START Data for the task

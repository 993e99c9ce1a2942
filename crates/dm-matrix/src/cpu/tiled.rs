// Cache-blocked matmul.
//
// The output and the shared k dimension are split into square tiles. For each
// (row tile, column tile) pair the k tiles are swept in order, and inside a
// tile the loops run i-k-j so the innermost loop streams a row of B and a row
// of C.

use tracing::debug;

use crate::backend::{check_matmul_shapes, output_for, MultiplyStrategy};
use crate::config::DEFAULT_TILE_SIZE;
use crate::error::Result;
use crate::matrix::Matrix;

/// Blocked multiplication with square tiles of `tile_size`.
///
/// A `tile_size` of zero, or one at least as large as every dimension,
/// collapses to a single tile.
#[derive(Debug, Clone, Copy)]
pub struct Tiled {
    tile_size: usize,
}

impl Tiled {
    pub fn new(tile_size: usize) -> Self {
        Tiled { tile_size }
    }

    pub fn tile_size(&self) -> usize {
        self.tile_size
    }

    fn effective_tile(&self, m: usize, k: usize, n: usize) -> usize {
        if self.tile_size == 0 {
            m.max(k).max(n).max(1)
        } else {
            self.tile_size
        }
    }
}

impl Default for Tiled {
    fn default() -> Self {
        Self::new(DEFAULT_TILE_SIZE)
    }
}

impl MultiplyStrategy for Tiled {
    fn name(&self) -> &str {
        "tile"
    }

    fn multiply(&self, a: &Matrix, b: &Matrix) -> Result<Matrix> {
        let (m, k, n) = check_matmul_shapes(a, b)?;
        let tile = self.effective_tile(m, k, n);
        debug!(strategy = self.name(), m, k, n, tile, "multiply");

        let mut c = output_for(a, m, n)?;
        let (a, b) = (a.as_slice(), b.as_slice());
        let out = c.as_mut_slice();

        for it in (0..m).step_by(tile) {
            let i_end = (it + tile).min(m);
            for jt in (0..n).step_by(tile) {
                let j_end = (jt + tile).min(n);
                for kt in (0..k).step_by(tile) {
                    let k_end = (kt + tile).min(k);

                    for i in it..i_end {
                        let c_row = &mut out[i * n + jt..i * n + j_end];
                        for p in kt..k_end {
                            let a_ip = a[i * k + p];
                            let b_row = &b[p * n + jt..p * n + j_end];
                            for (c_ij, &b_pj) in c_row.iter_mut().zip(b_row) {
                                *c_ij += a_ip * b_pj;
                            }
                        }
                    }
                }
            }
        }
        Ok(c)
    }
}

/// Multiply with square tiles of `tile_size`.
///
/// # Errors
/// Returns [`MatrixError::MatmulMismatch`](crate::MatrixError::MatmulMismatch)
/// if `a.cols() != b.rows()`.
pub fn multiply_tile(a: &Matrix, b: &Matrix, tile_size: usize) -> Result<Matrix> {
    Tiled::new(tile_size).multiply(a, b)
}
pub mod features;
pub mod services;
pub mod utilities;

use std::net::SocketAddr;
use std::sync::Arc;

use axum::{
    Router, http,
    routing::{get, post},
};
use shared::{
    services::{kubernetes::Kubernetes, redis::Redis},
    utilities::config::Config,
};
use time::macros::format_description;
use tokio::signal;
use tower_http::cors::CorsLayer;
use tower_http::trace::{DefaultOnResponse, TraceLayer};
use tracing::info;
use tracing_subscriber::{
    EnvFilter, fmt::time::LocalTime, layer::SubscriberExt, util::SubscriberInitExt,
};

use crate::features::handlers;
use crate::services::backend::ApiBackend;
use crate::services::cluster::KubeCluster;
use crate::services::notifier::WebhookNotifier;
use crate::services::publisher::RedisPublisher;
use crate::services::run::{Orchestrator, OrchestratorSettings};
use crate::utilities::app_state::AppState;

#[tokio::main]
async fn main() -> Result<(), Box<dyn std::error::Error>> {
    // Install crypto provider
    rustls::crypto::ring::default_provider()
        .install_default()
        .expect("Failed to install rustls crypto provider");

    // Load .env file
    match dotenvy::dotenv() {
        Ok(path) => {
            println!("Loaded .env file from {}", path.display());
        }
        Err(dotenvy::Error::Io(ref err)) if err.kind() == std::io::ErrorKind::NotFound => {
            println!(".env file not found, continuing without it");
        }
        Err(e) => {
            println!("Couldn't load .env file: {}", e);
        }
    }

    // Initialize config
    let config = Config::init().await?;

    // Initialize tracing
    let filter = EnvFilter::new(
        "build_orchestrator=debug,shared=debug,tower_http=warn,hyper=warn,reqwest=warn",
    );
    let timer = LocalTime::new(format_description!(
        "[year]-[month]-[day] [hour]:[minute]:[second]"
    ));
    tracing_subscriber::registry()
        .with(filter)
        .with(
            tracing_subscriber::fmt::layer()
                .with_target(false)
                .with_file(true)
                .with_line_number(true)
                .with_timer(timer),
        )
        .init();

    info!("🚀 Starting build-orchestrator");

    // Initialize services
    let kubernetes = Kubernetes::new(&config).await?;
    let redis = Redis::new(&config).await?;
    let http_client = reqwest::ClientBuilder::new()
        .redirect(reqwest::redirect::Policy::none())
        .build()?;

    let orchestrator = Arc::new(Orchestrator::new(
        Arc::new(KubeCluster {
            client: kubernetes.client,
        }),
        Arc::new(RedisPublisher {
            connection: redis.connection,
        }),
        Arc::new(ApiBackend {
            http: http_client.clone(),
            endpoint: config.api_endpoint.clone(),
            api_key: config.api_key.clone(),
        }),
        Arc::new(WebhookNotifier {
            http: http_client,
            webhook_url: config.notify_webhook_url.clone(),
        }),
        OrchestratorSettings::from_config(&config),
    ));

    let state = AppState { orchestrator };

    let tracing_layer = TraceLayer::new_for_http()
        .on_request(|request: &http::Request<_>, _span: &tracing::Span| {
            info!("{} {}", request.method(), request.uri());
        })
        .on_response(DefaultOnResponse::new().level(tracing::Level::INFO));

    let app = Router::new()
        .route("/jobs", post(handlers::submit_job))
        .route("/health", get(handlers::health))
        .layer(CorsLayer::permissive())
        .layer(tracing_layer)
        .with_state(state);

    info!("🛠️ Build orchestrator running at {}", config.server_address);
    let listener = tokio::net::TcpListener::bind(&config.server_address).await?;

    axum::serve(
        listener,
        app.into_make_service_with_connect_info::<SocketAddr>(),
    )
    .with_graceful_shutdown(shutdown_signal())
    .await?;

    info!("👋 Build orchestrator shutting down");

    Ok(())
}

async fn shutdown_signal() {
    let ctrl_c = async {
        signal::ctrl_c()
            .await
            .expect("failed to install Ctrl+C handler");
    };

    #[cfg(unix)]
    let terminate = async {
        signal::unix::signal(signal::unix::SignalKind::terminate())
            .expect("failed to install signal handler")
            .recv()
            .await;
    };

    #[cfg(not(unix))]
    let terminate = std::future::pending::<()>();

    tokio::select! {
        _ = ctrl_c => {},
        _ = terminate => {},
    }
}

END Data for the task

• [Work instructions]: Copy each line of the listing above that includes the word "MultiplyStrategy".

• [Response to the exercise]:
use crate::backend::{check_matmul_shapes, output_for, MultiplyStrategy};
impl MultiplyStrategy for Tiled {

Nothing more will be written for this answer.